Jered Weaver and C.J. Wilson are locked into the starting rotation, but beyond that it’s a competition. Richards and fellow teammates Tyler Skaggs, Hector Santiago and the newly signed Mark Mulder are among those outside looking in at three available spots—possibly two, if the Angels sign another starter.
Richards has been a swingman of sorts during his tenure with the Los Angeles Angels—pitching either in the rotation or out of the bullpen.
He finished 2013 strongly, pitching a total of 145 innings and going 7-8 with a 4.16 ERA.
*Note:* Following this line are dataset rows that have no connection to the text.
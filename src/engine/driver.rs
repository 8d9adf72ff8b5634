//! Background drivers.
//!
//! Free-run mode is a plain named thread that loops cycles back to back.
//! Real-time mode runs a current-thread tokio runtime on its own thread and
//! fires one cycle per interval tick. Both take the core lock once per cycle,
//! so pause and stop always land between cycles.

use std::sync::atomic::{AtomicBool, Ordering};
use std::sync::{Arc, Mutex};
use std::thread::{self, JoinHandle};
use std::time::Duration;
use tokio::sync::Notify;
use tokio::time::{self, MissedTickBehavior};
use tracing::{debug, error};

use super::machine::{CycleOutcome, EngineCore, Pacing};
use crate::error::{SimError, SimResult};

const PAUSE_POLL: Duration = Duration::from_millis(2);

/// Cooperative flags shared between the engine handle and its driver.
#[derive(Debug, Default)]
pub(crate) struct DriverControl {
    halt: AtomicBool,
    paused: AtomicBool,
    wake: Notify,
}

impl DriverControl {
    pub fn new() -> Self {
        Self::default()
    }

    pub fn clear(&self) {
        self.halt.store(false, Ordering::SeqCst);
        self.paused.store(false, Ordering::SeqCst);
    }

    pub fn request_halt(&self) {
        self.halt.store(true, Ordering::SeqCst);
        self.wake.notify_one();
    }

    pub fn halted(&self) -> bool {
        self.halt.load(Ordering::SeqCst)
    }

    pub fn set_paused(&self, paused: bool) {
        self.paused.store(paused, Ordering::SeqCst);
        if !paused {
            self.wake.notify_one();
        }
    }

    pub fn is_paused(&self) -> bool {
        self.paused.load(Ordering::SeqCst)
    }
}

pub(crate) fn spawn(
    core: Arc<Mutex<EngineCore>>,
    control: Arc<DriverControl>,
    real_time: bool,
    tick: Duration,
    batch: u32,
) -> SimResult<JoinHandle<()>> {
    let builder = thread::Builder::new();
    let handle = if real_time {
        builder
            .name("rusty-sim-realtime".into())
            .spawn(move || real_time_loop(core, control, tick))?
    } else {
        builder
            .name("rusty-sim-free-run".into())
            .spawn(move || free_run_loop(core, control, batch))?
    };
    Ok(handle)
}

fn locked_cycle(core: &Mutex<EngineCore>, pacing: Pacing) -> CycleOutcome {
    match core.lock() {
        Ok(mut core) => core.driver_cycle(pacing),
        Err(err) => {
            error!(error = %SimError::LockPoisoned(err.to_string()), "driver cannot reach engine");
            CycleOutcome::Failed
        }
    }
}

fn free_run_loop(core: Arc<Mutex<EngineCore>>, control: Arc<DriverControl>, batch: u32) {
    debug!("free-run driver started");
    let mut since_yield = 0u32;

    while !control.halted() {
        if control.is_paused() {
            thread::sleep(PAUSE_POLL);
            continue;
        }

        match locked_cycle(&core, Pacing::Fixed) {
            CycleOutcome::Continue => {
                since_yield += 1;
                if since_yield >= batch {
                    since_yield = 0;
                    thread::yield_now();
                }
            }
            CycleOutcome::Idle => thread::sleep(PAUSE_POLL),
            CycleOutcome::Paused => {}
            CycleOutcome::Stopped | CycleOutcome::Failed => break,
        }
    }
    debug!("free-run driver exited");
}

fn real_time_loop(core: Arc<Mutex<EngineCore>>, control: Arc<DriverControl>, period: Duration) {
    let runtime = match tokio::runtime::Builder::new_current_thread().enable_time().build() {
        Ok(runtime) => runtime,
        Err(err) => {
            if let Ok(mut core) = core.lock() {
                core.fail(SimError::Io(err));
            }
            return;
        }
    };

    debug!(?period, "real-time driver started");
    runtime.block_on(async move {
        let mut ticker = time::interval_at(time::Instant::now() + period, period);
        ticker.set_missed_tick_behavior(MissedTickBehavior::Delay);

        while !control.halted() {
            if control.is_paused() {
                control.wake.notified().await;
                ticker.reset();
                continue;
            }

            tokio::select! {
                _ = ticker.tick() => {}
                _ = control.wake.notified() => continue,
            }

            match locked_cycle(&core, Pacing::WallClock) {
                CycleOutcome::Continue | CycleOutcome::Idle | CycleOutcome::Paused => {}
                CycleOutcome::Stopped | CycleOutcome::Failed => break,
            }
        }
    });
    debug!("real-time driver exited");
}
use serde::{Deserialize, Serialize};
use std::fmt;

use crate::error::{SimError, SimResult};

/// Simulated time in seconds.
pub type SimTime = f64;

/// Width of a signal or bus in bits, always within `1..=64`.
#[derive(Debug, Clone, Copy, PartialEq, Eq, PartialOrd, Ord, Hash, Serialize, Deserialize)]
#[serde(try_from = "u32", into = "u32")]
pub struct BitWidth(u32);

impl BitWidth {
    pub const MIN: u32 = 1;
    pub const MAX: u32 = 64;

    pub const ONE: BitWidth = BitWidth(1);
    pub const BYTE: BitWidth = BitWidth(8);
    pub const WORD: BitWidth = BitWidth(16);

    pub fn new(bits: u32) -> SimResult<Self> {
        if (Self::MIN..=Self::MAX).contains(&bits) {
            Ok(BitWidth(bits))
        } else {
            Err(SimError::InvalidBitWidth(bits))
        }
    }

    /// Clamp an arbitrary width into the legal range.
    pub fn saturating(bits: u32) -> Self {
        BitWidth(bits.clamp(Self::MIN, Self::MAX))
    }

    pub fn bits(&self) -> u32 {
        self.0
    }

    pub fn mask(&self) -> u64 {
        if self.0 >= 64 {
            u64::MAX
        } else {
            (1u64 << self.0) - 1
        }
    }

    pub fn apply(&self, value: u64) -> u64 {
        value & self.mask()
    }
}

impl fmt::Display for BitWidth {
    fn fmt(&self, f: &mut fmt::Formatter<'_>) -> fmt::Result {
        write!(f, "{}-bit", self.0)
    }
}

impl TryFrom<u32> for BitWidth {
    type Error = SimError;

    fn try_from(value: u32) -> Result<Self, Self::Error> {
        BitWidth::new(value)
    }
}

impl From<BitWidth> for u32 {
    fn from(value: BitWidth) -> Self {
        value.bits()
    }
}

#[cfg(test)]
mod tests {
    use super::*;

    #[test]
    fn test_masks() {
        assert_eq!(BitWidth::ONE.mask(), 0x1);
        assert_eq!(BitWidth::BYTE.mask(), 0xFF);
        assert_eq!(BitWidth::WORD.mask(), 0xFFFF);
        assert_eq!(BitWidth::new(64).unwrap().mask(), u64::MAX);
        assert_eq!(BitWidth::new(12).unwrap().apply(0x1234), 0x234);
    }

    #[test]
    fn test_out_of_range_widths() {
        assert!(BitWidth::new(0).is_err());
        assert!(BitWidth::new(65).is_err());
        assert_eq!(BitWidth::saturating(0).bits(), 1);
        assert_eq!(BitWidth::saturating(100).bits(), 64);
    }

    #[test]
    fn test_serde_rejects_invalid_width() {
        let width: BitWidth = serde_json::from_str("4").unwrap();
        assert_eq!(width.bits(), 4);
        assert!(serde_json::from_str::<BitWidth>("0").is_err());
        assert_eq!(serde_json::to_string(&width).unwrap(), "4");
    }
}
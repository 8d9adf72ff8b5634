use serde::{Deserialize, Serialize};
use std::collections::VecDeque;
use std::fmt;

use crate::types::{BitWidth, SimTime};

pub const DEFAULT_HISTORY_LIMIT: usize = 1000;

/// One recorded write to a signal.
#[derive(Debug, Clone, Copy, PartialEq, Serialize, Deserialize)]
pub struct SignalSample {
    pub timestamp: SimTime,
    pub value: u64,
}

/// A bit-width-bounded, timestamped value with bounded history.
///
/// The stored value is always masked to the signal width. Edge detection
/// compares the whole value against zero, so a multi-bit signal has a
/// rising edge whenever it leaves zero.
#[derive(Debug, Clone)]
pub struct Signal {
    name: String,
    bit_width: BitWidth,
    value: u64,
    previous_value: u64,
    timestamp: SimTime,
    history: VecDeque<SignalSample>,
    history_limit: usize,
}

impl Signal {
    pub fn new(name: impl Into<String>, bit_width: BitWidth) -> Self {
        Self::with_history_limit(name, bit_width, DEFAULT_HISTORY_LIMIT)
    }

    pub fn with_history_limit(
        name: impl Into<String>,
        bit_width: BitWidth,
        history_limit: usize,
    ) -> Self {
        Signal {
            name: name.into(),
            bit_width,
            value: 0,
            previous_value: 0,
            timestamp: 0.0,
            history: VecDeque::new(),
            history_limit: history_limit.max(1),
        }
    }

    pub fn name(&self) -> &str {
        &self.name
    }

    pub fn bit_width(&self) -> BitWidth {
        self.bit_width
    }

    pub fn value(&self) -> u64 {
        self.value
    }

    pub fn previous_value(&self) -> u64 {
        self.previous_value
    }

    pub fn timestamp(&self) -> SimTime {
        self.timestamp
    }

    pub fn history(&self) -> &VecDeque<SignalSample> {
        &self.history
    }

    pub fn history_limit(&self) -> usize {
        self.history_limit
    }

    pub fn set_value(&mut self, value: u64, timestamp: SimTime) {
        self.previous_value = self.value;
        self.value = self.bit_width.apply(value);
        self.timestamp = timestamp;

        self.history.push_back(SignalSample {
            timestamp,
            value: self.value,
        });
        while self.history.len() > self.history_limit {
            self.history.pop_front();
        }
    }

    /// Bits at or above the width read as `false`.
    pub fn get_bit(&self, bit: u32) -> bool {
        bit < self.bit_width.bits() && (self.value >> bit) & 1 == 1
    }

    /// Bits at or above the width are ignored but still recorded as a write.
    pub fn set_bit(&mut self, bit: u32, high: bool, timestamp: SimTime) {
        let mut next = self.value;
        if bit < self.bit_width.bits() {
            if high {
                next |= 1 << bit;
            } else {
                next &= !(1 << bit);
            }
        }
        self.set_value(next, timestamp);
    }

    pub fn has_changed(&self) -> bool {
        self.value != self.previous_value
    }

    pub fn is_rising_edge(&self) -> bool {
        self.previous_value == 0 && self.value != 0
    }

    pub fn is_falling_edge(&self) -> bool {
        self.previous_value != 0 && self.value == 0
    }

    /// Back to the power-on state: zero value, zero time, empty history.
    pub fn clear(&mut self) {
        self.value = 0;
        self.previous_value = 0;
        self.timestamp = 0.0;
        self.history.clear();
    }

    pub fn clear_history(&mut self) {
        self.history.clear();
    }

    pub(crate) fn restore(
        &mut self,
        value: u64,
        previous_value: u64,
        timestamp: SimTime,
        history: &[SignalSample],
    ) {
        self.value = self.bit_width.apply(value);
        self.previous_value = self.bit_width.apply(previous_value);
        self.timestamp = timestamp;
        let skip = history.len().saturating_sub(self.history_limit);
        self.history = history
            .iter()
            .skip(skip)
            .map(|sample| SignalSample {
                timestamp: sample.timestamp,
                value: self.bit_width.apply(sample.value),
            })
            .collect();
    }
}

impl fmt::Display for Signal {
    fn fmt(&self, f: &mut fmt::Formatter<'_>) -> fmt::Result {
        let digits = (self.bit_width.bits() as usize).div_ceil(4);
        write!(
            f,
            "{} [{}] = 0x{:0digits$X}",
            self.name,
            self.bit_width,
            self.value,
            digits = digits
        )
    }
}
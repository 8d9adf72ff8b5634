use serde::{Deserialize, Serialize};
use serde_json::{Map, Value};
use std::collections::BTreeMap;

use crate::bus::BusMap;
use crate::debug::TraceEntry;
use crate::error::ComponentError;
use crate::signal::Signal;
use crate::types::SimTime;

/// Which default bus a port attaches to when it names none.
#[derive(Debug, Clone, Copy, PartialEq, Eq, Hash, Serialize, Deserialize)]
#[serde(rename_all = "lowercase")]
pub enum PortClass {
    Data,
    Address,
    Control,
    Clock,
    Power,
}

impl PortClass {
    pub fn default_bus(&self) -> &'static str {
        match self {
            PortClass::Data => "data",
            PortClass::Address => "address",
            PortClass::Control => "control",
            PortClass::Clock => "clock",
            PortClass::Power => "power",
        }
    }

    /// Control, clock and power ports own a single line instead of the whole bus.
    pub fn is_line(&self) -> bool {
        matches!(self, PortClass::Control | PortClass::Power | PortClass::Clock)
    }
}

/// A declared port. Binding creates a line named after the port on the target bus.
#[derive(Debug, Clone, PartialEq, Eq, Serialize, Deserialize)]
pub struct PortSpec {
    pub name: String,
    pub class: PortClass,
    #[serde(default)]
    pub bus: Option<String>,
    #[serde(default)]
    pub is_driver: bool,
}

impl PortSpec {
    pub fn new(name: impl Into<String>, class: PortClass) -> Self {
        PortSpec {
            name: name.into(),
            class,
            bus: None,
            is_driver: false,
        }
    }

    pub fn driver(mut self) -> Self {
        self.is_driver = true;
        self
    }

    pub fn on_bus(mut self, bus: impl Into<String>) -> Self {
        self.bus = Some(bus.into());
        self
    }

    pub fn bus_name(&self) -> &str {
        self.bus.as_deref().unwrap_or_else(|| self.class.default_bus())
    }
}

/// Contract between the engine and a simulated part.
///
/// `simulate_step` is called once per cycle while the component is active.
/// Errors and panics are caught by the engine and never stop the run.
pub trait SimComponent: Send {
    fn id(&self) -> &str;

    fn ports(&self) -> &[PortSpec];

    fn simulate_step(&mut self, cycle: u64, ctx: &mut StepContext<'_>) -> Result<(), ComponentError>;

    fn reset(&mut self);

    fn is_active(&self) -> bool;

    fn set_active(&mut self, active: bool);

    fn component_type(&self) -> &str {
        "component"
    }

    fn properties(&self) -> Map<String, Value> {
        Map::new()
    }

    fn export_state(&self) -> Value {
        Value::Null
    }

    fn import_state(&mut self, _state: &Value) -> Result<(), ComponentError> {
        Ok(())
    }

    fn registers(&self) -> BTreeMap<String, u64> {
        BTreeMap::new()
    }

    fn read_memory(&self, _address: usize, _length: usize) -> Option<Vec<u64>> {
        None
    }
}

/// Bus access handed to a component for the duration of one step.
pub struct StepContext<'a> {
    component_id: &'a str,
    ports: &'a [PortSpec],
    buses: &'a mut BusMap,
    traces: &'a mut Vec<TraceEntry>,
    simulation_time: SimTime,
}

impl<'a> StepContext<'a> {
    pub(crate) fn new(
        component_id: &'a str,
        ports: &'a [PortSpec],
        buses: &'a mut BusMap,
        traces: &'a mut Vec<TraceEntry>,
        simulation_time: SimTime,
    ) -> Self {
        StepContext {
            component_id,
            ports,
            buses,
            traces,
            simulation_time,
        }
    }

    pub fn component_id(&self) -> &str {
        self.component_id
    }

    pub fn simulation_time(&self) -> SimTime {
        self.simulation_time
    }

    fn port(&self, port: &str) -> Result<&'a PortSpec, ComponentError> {
        self.ports
            .iter()
            .find(|port_spec| port_spec.name == port)
            .ok_or_else(|| ComponentError::new(self.component_id, format!("no port named '{}'", port)))
    }

    /// The line bound to one of this component's ports.
    pub fn port_signal(&self, port: &str) -> Option<&Signal> {
        let port_spec = self.port(port).ok()?;
        self.buses.get(port_spec.bus_name())?.signal(&port_spec.name)
    }

    pub fn read_port(&self, port: &str) -> u64 {
        self.port_signal(port).map(Signal::value).unwrap_or(0)
    }

    /// Drive a port. Line ports write their own line, the others write the whole bus.
    ///
    /// Returns `Ok(false)` when the bus dropped the write because the port
    /// is not registered as a driver.
    pub fn drive_port(&mut self, port: &str, value: u64) -> Result<bool, ComponentError> {
        let port_spec = self.port(port)?;
        let id = self.component_id;
        let driver_id = format!("{}.{}", id, port_spec.name);
        let bus = self.buses.get_mut(port_spec.bus_name()).ok_or_else(|| {
            ComponentError::new(id, format!("bus '{}' is not available", port_spec.bus_name()))
        })?;

        let written = if port_spec.class.is_line() {
            bus.drive_line(&driver_id, &port_spec.name, value, self.simulation_time)
        } else {
            bus.drive_bus(&driver_id, value, self.simulation_time)
        };
        Ok(written)
    }

    pub fn read_bus(&self, bus: &str) -> Option<u64> {
        self.buses.get(bus).map(|b| b.read_bus())
    }

    /// Look up a line by its qualified `bus.line` name.
    pub fn read_signal(&self, qualified: &str) -> Option<u64> {
        let (bus, line) = qualified.split_once('.')?;
        self.buses.get(bus)?.read_line(line)
    }

    pub fn trace(&mut self, action: impl Into<String>, payload: Value) {
        self.traces.push(TraceEntry {
            timestamp: self.simulation_time,
            component: self.component_id.to_string(),
            action: action.into(),
            payload,
        });
    }
}

/// Minimal component: declared ports and an active flag, no behaviour.
#[derive(Debug, Clone)]
pub struct BaseComponent {
    id: String,
    ports: Vec<PortSpec>,
    active: bool,
}

impl BaseComponent {
    pub fn new(id: impl Into<String>, ports: Vec<PortSpec>) -> Self {
        BaseComponent {
            id: id.into(),
            ports,
            active: false,
        }
    }
}

impl SimComponent for BaseComponent {
    fn id(&self) -> &str {
        &self.id
    }

    fn ports(&self) -> &[PortSpec] {
        &self.ports
    }

    fn simulate_step(&mut self, _cycle: u64, _ctx: &mut StepContext<'_>) -> Result<(), ComponentError> {
        Ok(())
    }

    fn reset(&mut self) {}

    fn is_active(&self) -> bool {
        self.active
    }

    fn set_active(&mut self, active: bool) {
        self.active = active;
    }

    fn component_type(&self) -> &str {
        "base"
    }
}

#[cfg(test)]
mod tests {
    use super::*;
    use crate::bus::SimulationBus;
    use crate::types::BitWidth;

    fn buses() -> BusMap {
        let mut buses = BusMap::new();
        let mut data = SimulationBus::new("data", BitWidth::BYTE);
        data.add_signal("D");
        data.connect_component("cpu", "D", true);
        buses.insert("data".into(), data);

        let mut control = SimulationBus::new("control", BitWidth::BYTE);
        control.add_signal("reset");
        control.add_signal("write");
        control.connect_component("cpu", "write", true);
        buses.insert("control".into(), control);
        buses
    }

    #[test]
    fn test_port_defaults() {
        let port = PortSpec::new("A", PortClass::Address).driver();
        assert_eq!(port.bus_name(), "address");
        assert!(port.is_driver);
        let port = PortSpec::new("X", PortClass::Data).on_bus("aux");
        assert_eq!(port.bus_name(), "aux");
    }

    #[test]
    fn test_step_context_drive_and_read() {
        let ports = vec![
            PortSpec::new("D", PortClass::Data).driver(),
            PortSpec::new("write", PortClass::Control).driver(),
        ];
        let mut buses = buses();
        let mut traces = Vec::new();
        let mut ctx = StepContext::new("cpu", &ports, &mut buses, &mut traces, 0.25);

        assert!(ctx.drive_port("D", 0x5A).unwrap());
        assert!(ctx.drive_port("write", 1).unwrap());
        assert!(ctx.drive_port("missing", 1).is_err());
        assert_eq!(ctx.read_port("D"), 0x5A);
        assert_eq!(ctx.read_bus("data"), Some(0x5A));
        assert_eq!(ctx.read_signal("control.write"), Some(1));
        assert_eq!(ctx.read_signal("control.reset"), Some(0));
        ctx.trace("wrote", serde_json::json!({"value": 0x5A}));

        assert_eq!(traces.len(), 1);
        assert_eq!(traces[0].component, "cpu");
        assert_eq!(traces[0].timestamp, 0.25);
    }

    #[test]
    fn test_base_component() {
        let mut base = BaseComponent::new("base", vec![PortSpec::new("clk", PortClass::Clock)]);
        assert!(!base.is_active());
        base.set_active(true);
        assert!(base.is_active());
        assert_eq!(base.ports().len(), 1);
        assert!(base.registers().is_empty());
        assert!(base.read_memory(0, 4).is_none());
    }
}
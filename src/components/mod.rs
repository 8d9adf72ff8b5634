//! Ready-made components for demos and tests.

pub mod counter;
pub mod ram;

pub use counter::BinaryCounter;
pub use ram::StaticRam;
Looking under the surface a bit more, we see that Richards showed plenty of growth last season.
He cut down on the amount of walks he issued—from 4.31 walks per nine innings in 2013 to 2.73 in 2014.
Another huge plus was that he induced ground balls at a 57.9 percent clip, which would have been second best in the league (behind Cleveland's Justin Masterson at 58 percent) had he been able to register more innings to qualify.
This is huge considering the Angels infield features very capable defensive players in Howie Kendrick (career 5.4 UZR/150 at second base), Erick Aybar (career 0.5 UZR/150 at shortstop) and Albert Pujols (career 6.2 UZR/150 at first base).
His home runs allowed per nine innings (HR/9) stayed impressive at 0.74 in 2013. For his career, Richards owns an impressive 0.90 HR/9 rate in 230 innings.
His ability as a ground-ball pitcher should keep the home run rates down, as should his being able to pitch a majority of his games in Angel Stadium, Safeco Field and O.co Coliseum—all of which rank in the top 11 in terms of ballparks that allow the fewest home runs (per ESPN’s MLB Park Factors).
At worst, Richards should be a very capable mid-rotation starter for the Angels in 2014.
The knock on Richards is that his strikeout rates have always lagged behind the stuff he possesses—just 6.14 strikeouts per nine innings in his career. If the strikeout totals ever begin to match the stuff, he'll go from a No. 3 or No. 4 to a possible No. 2 in the rotation.